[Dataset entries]
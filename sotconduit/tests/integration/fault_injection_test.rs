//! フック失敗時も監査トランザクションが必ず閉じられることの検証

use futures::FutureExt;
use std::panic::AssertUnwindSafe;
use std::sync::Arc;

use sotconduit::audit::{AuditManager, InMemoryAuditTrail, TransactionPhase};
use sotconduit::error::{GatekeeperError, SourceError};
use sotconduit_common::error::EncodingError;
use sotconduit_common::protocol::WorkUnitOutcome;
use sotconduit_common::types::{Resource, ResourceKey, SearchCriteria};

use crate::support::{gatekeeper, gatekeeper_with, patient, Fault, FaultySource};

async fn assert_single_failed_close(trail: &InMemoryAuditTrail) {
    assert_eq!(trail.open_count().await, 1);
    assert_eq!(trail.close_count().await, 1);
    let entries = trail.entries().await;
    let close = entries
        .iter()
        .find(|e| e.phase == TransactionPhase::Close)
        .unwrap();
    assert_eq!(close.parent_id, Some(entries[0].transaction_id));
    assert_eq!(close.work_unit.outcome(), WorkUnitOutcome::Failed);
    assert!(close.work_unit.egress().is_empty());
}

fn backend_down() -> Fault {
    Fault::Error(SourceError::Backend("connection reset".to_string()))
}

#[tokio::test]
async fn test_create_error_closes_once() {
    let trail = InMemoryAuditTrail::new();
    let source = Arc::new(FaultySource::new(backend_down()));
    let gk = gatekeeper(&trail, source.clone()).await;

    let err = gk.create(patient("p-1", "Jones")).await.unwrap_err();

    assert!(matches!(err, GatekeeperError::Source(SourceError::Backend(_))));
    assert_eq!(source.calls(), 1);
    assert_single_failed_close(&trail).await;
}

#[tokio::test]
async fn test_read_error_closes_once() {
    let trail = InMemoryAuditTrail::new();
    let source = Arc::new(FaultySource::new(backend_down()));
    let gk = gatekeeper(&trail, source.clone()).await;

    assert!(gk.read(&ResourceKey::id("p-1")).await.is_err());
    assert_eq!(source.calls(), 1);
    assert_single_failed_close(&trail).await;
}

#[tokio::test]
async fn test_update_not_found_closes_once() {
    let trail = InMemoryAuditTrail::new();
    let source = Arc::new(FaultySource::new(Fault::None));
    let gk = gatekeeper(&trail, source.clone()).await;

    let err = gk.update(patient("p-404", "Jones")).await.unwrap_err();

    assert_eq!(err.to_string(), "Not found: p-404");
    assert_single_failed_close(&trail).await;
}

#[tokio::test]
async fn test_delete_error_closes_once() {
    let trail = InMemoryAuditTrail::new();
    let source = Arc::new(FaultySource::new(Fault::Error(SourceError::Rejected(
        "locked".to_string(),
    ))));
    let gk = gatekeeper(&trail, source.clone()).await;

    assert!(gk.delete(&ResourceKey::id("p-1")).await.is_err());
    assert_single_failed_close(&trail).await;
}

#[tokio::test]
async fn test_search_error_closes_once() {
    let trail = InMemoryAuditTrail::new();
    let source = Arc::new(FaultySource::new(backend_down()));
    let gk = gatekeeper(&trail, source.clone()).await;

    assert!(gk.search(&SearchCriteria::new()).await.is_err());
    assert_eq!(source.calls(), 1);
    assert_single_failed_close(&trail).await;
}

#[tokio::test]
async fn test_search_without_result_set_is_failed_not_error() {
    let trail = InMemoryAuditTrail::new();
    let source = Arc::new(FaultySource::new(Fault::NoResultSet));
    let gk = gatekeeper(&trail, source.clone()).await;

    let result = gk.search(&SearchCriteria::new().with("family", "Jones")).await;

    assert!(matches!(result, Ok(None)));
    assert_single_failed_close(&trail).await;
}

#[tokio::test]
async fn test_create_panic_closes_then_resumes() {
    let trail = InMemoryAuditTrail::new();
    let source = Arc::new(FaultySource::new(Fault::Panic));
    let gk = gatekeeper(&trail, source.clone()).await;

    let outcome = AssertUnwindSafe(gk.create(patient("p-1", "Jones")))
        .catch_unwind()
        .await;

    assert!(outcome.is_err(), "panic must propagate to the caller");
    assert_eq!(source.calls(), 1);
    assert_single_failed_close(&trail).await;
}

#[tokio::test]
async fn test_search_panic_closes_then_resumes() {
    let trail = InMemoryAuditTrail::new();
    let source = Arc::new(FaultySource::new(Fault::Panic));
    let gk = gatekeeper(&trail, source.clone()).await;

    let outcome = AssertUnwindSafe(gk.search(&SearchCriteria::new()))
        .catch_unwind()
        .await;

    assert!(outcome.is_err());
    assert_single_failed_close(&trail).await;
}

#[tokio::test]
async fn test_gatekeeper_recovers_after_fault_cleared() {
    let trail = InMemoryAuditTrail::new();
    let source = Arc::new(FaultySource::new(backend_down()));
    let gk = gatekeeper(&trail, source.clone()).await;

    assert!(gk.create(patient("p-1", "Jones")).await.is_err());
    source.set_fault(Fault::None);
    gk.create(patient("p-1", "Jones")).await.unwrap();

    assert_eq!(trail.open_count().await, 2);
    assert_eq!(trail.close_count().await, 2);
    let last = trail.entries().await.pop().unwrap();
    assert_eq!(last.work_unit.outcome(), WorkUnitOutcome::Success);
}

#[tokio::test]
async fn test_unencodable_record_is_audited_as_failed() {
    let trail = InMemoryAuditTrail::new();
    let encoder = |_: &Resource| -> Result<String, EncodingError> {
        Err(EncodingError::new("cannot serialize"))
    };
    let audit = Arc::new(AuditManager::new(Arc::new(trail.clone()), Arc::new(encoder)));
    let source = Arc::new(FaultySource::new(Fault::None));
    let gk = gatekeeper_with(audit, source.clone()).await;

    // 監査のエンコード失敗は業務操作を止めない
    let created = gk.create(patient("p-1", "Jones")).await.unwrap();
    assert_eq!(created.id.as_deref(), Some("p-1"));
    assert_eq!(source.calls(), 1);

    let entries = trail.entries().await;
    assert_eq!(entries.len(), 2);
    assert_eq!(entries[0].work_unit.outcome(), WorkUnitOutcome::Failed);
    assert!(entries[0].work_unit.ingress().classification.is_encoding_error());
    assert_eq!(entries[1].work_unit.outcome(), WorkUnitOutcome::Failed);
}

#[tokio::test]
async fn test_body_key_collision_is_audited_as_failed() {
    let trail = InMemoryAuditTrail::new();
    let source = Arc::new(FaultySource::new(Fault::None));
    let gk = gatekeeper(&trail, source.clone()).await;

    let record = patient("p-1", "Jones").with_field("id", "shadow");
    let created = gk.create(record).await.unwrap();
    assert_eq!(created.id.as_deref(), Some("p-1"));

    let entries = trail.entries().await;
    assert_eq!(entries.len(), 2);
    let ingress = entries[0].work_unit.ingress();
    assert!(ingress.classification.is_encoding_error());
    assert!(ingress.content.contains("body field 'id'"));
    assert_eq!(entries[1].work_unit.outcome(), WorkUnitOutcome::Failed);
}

= PROBLEM =
Which lines above include the word "EncodingError"? Return each one.

= SOLUTION TO THIS PROBLEM =
use sotconduit_common::error::EncodingError;
    let encoder = |_: &Resource| -> Result<String, EncodingError> {
        Err(EncodingError::new("cannot serialize"))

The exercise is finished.